As I mentioned in my last article, Pat Kelly was dominant in local time trials.

However, on the road racing scene a young rider was emerging – Arthur Durham.

Over the next few years Arthur would pull on the national jersey and represent his country on the international calendar.

Arthur, like all of us, drifted into cycling because it was a means of escape from the drab world of post-war Britain. When I first met Arthur he was riding with ‘Keighley Velo’, a club that copied the fashion and style of the continental riders.

Led by the “Foxes” Roy and John, the leaders of a hard- riding bunch of lads, riding stripped down racing bikes, wearing pullovers, berets and sunglasses. You could tell at a glance that they were massed start fans.

Arthur was born in Keighley in 1943, started cycling in 1955 and began racing in 1959. His first club was Keighley Clarion in 1956.

This was the club that introduced him to “club runs”, the backbone of cycling. Older riders with lots of experience taught young riders how to conduct themselves on the road and passed on the “knowledge” where all the best cafes could be found.

After serving his apprenticeship with the Clarion, Arthur moved on to the ‘Velo’ riding with the “foxes”, Tom Mcdonald, Dave Smith, Geoff Marshall, Pete Thomson, to mention a few. The rides with the ‘Velo’ crew were much harder, and Arthur started to build the stamina that would make him respected later in his racing career.

When the ‘Velo’ crew started to break up, due to girls and dances, Arthur moved on to another club, Bradford Olympic, in 1960. This was a wise move as Arthur was now riding with committed racing men and started to gain experience at a higher level and he realised that to compete at this level he had to work harder.

He got his first win in March in the Keighley St Christopher Mountain Trial, beating Pat Kelly, a notable scalp to take. Riding with a more committed set of riders was paying dividends and the results started to come in the latter half of the season, when he was rarely out of the first six places.

Having formed a friendship with Keith Lambert, who rode with Pennine CC, he began the 1962 season with Pennine.

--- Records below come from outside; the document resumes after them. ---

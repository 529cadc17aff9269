//! Error types for catalog loading.

use camino::Utf8PathBuf;
use thiserror::Error;

/// Errors returned while loading a catalog.
#[derive(Debug, Error)]
pub enum CatalogError {
    /// The catalog file could not be read.
    #[error("unable to read catalog '{path}': {source}")]
    Read {
        /// Path of the catalog file.
        path: Utf8PathBuf,
        /// Underlying IO error.
        #[source]
        source: std::io::Error,
    },

    /// The catalog document is not valid YAML or does not match the schema.
    #[error("unable to parse catalog {origin}: {message}")]
    Parse {
        /// Where the document came from: a path or `<inline>`.
        origin: String,
        /// Parser diagnostic.
        message: String,
    },
}

impl CatalogError {
    /// Creates a new `Parse` error.
    #[must_use]
    pub fn parse(origin: impl Into<String>, message: impl Into<String>) -> Self {
        Self::Parse {
            origin: origin.into(),
            message: message.into(),
        }
    }
}
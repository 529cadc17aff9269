//! Selectable formats for log lines and reports.
//!
//! Both parse case-insensitively from flags and environment variables and
//! serialise in `snake_case` inside configuration files.

use serde::{Deserialize, Serialize};
use strum::{Display, EnumString};

/// How the binary renders `tracing` events on standard error.
#[derive(
    Debug, Clone, Copy, Default, Deserialize, Serialize, PartialEq, Eq, EnumString, Display,
)]
#[serde(rename_all = "snake_case")]
#[strum(serialize_all = "snake_case", ascii_case_insensitive)]
pub enum LogFormat {
    /// One JSON object per event.
    #[default]
    Json,
    /// Single-line text for terminals.
    Compact,
}

/// Serialisation formats for the handler report list.
#[derive(
    Debug, Clone, Copy, Default, Deserialize, Serialize, PartialEq, Eq, EnumString, Display,
)]
#[serde(rename_all = "snake_case")]
#[strum(serialize_all = "snake_case", ascii_case_insensitive)]
pub enum OutputFormat {
    /// YAML sequence of reports.
    #[default]
    Yaml,
    /// Pretty-printed JSON array of reports.
    Json,
}
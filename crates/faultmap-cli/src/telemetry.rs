//! Structured telemetry initialisation for the CLI.

use std::io::{self, IsTerminal};

use faultmap_config::{Config, LogFormat};
use once_cell::sync::OnceCell;
use tracing::{Subscriber, subscriber::SetGlobalDefaultError};
use tracing_subscriber::EnvFilter;
use tracing_subscriber::fmt;

static TELEMETRY_GUARD: OnceCell<()> = OnceCell::new();

/// Handle returned when telemetry has been initialised.
#[derive(Debug, Default, Clone, Copy)]
pub struct TelemetryHandle;

/// Errors encountered while configuring telemetry.
#[derive(Debug, thiserror::Error)]
pub enum TelemetryError {
    /// Failed to parse the configured log filter expression.
    #[error("invalid log filter: {0}")]
    Filter(String),
    /// Failed to install the tracing subscriber.
    #[error("failed to install telemetry subscriber: {0}")]
    Subscriber(SetGlobalDefaultError),
}

/// Configures the global tracing subscriber when invoked for the first time.
///
/// Later calls return a fresh [`TelemetryHandle`] without touching the
/// global state, so a second run in the same process keeps the first run's
/// filter.
///
/// # Errors
/// Returns [`TelemetryError`] when the filter is invalid or another
/// subscriber is already installed.
pub fn initialise(config: &Config) -> Result<TelemetryHandle, TelemetryError> {
    TELEMETRY_GUARD
        .get_or_try_init(|| install_subscriber(config))
        .map(|_| TelemetryHandle)
}

fn install_subscriber(config: &Config) -> Result<(), TelemetryError> {
    let filter = EnvFilter::try_new(config.log_filter())
        .map_err(|error| TelemetryError::Filter(error.to_string()))?;

    let builder = |env_filter: EnvFilter| {
        fmt::Subscriber::builder()
            .with_env_filter(env_filter)
            .with_target(true)
            .with_level(true)
            .with_thread_ids(false)
            .with_thread_names(false)
            // Reports may go to stdout; logs never do.
            .with_writer(io::stderr)
            .with_ansi(io::stderr().is_terminal())
            .with_timer(fmt::time::UtcTime::rfc_3339())
    };

    let subscriber: Box<dyn Subscriber + Send + Sync> = match config.log_format() {
        LogFormat::Json => Box::new(builder(filter).json().flatten_event(true).finish()),
        LogFormat::Compact => Box::new(builder(filter).compact().finish()),
    };

    tracing::subscriber::set_global_default(subscriber).map_err(TelemetryError::Subscriber)
}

Arthur didn’t have any more wins that year but had 19 places against the “Creme de la Creme” of British cycling, such as Pete Chisman and Arthur Metcalfe, both Milk Race winners, and he was head- hunted by Leeds Couriers.

After a bad start due to the severe winter, Arthur found the results coming thick and fast – three wins and good places in the season.

He was now one of the top amateurs in the country.

He represented Britain in Germany, France, Holland and the UK, including the Milk Race twice, Tour de l’Avenir (amateur Tour de France) and other honours too numerous to mention.

In was in May 1964 that Arthur met the girl who was to be his wife, Chris. They would marry in 1966.

At the end of 1964 Arthur moved to a sponsored club, Bradford Wheelers/Ellis Briggs, and carried on his international career. The wins and placings continued to come and Wheelers enjoyed a spell as one of the dominant teams in the North. The first team consisted of Arthur, Ken Wilson, John (Flight) Brooks, Dave Cockcroft, with Danny Horton. Danny would go on to be British Pro Champion.

Arthur rode with Wheelers until 1971 and then made his final move to Club Velo Cruz.

But his story doesn’t end there. He carried on riding as a “veteran” and was part of the team who won the season-long Pete Fryer trophy from 1983-1989.

Perhaps one of his most memorable rides was finishing second to Bill Painter in the National Vets Championship in Hull. His lack of a sprint cost him the race but he had the satisfaction of beating many old pros including Barry Hoban, winner of eight stages in the Tour de France.

When he retired from the sport I would see him pounding the roads and exchange greetings with him. Sadly he was involved in a crash with a farm vehicle in the Dales and died a few weeks later.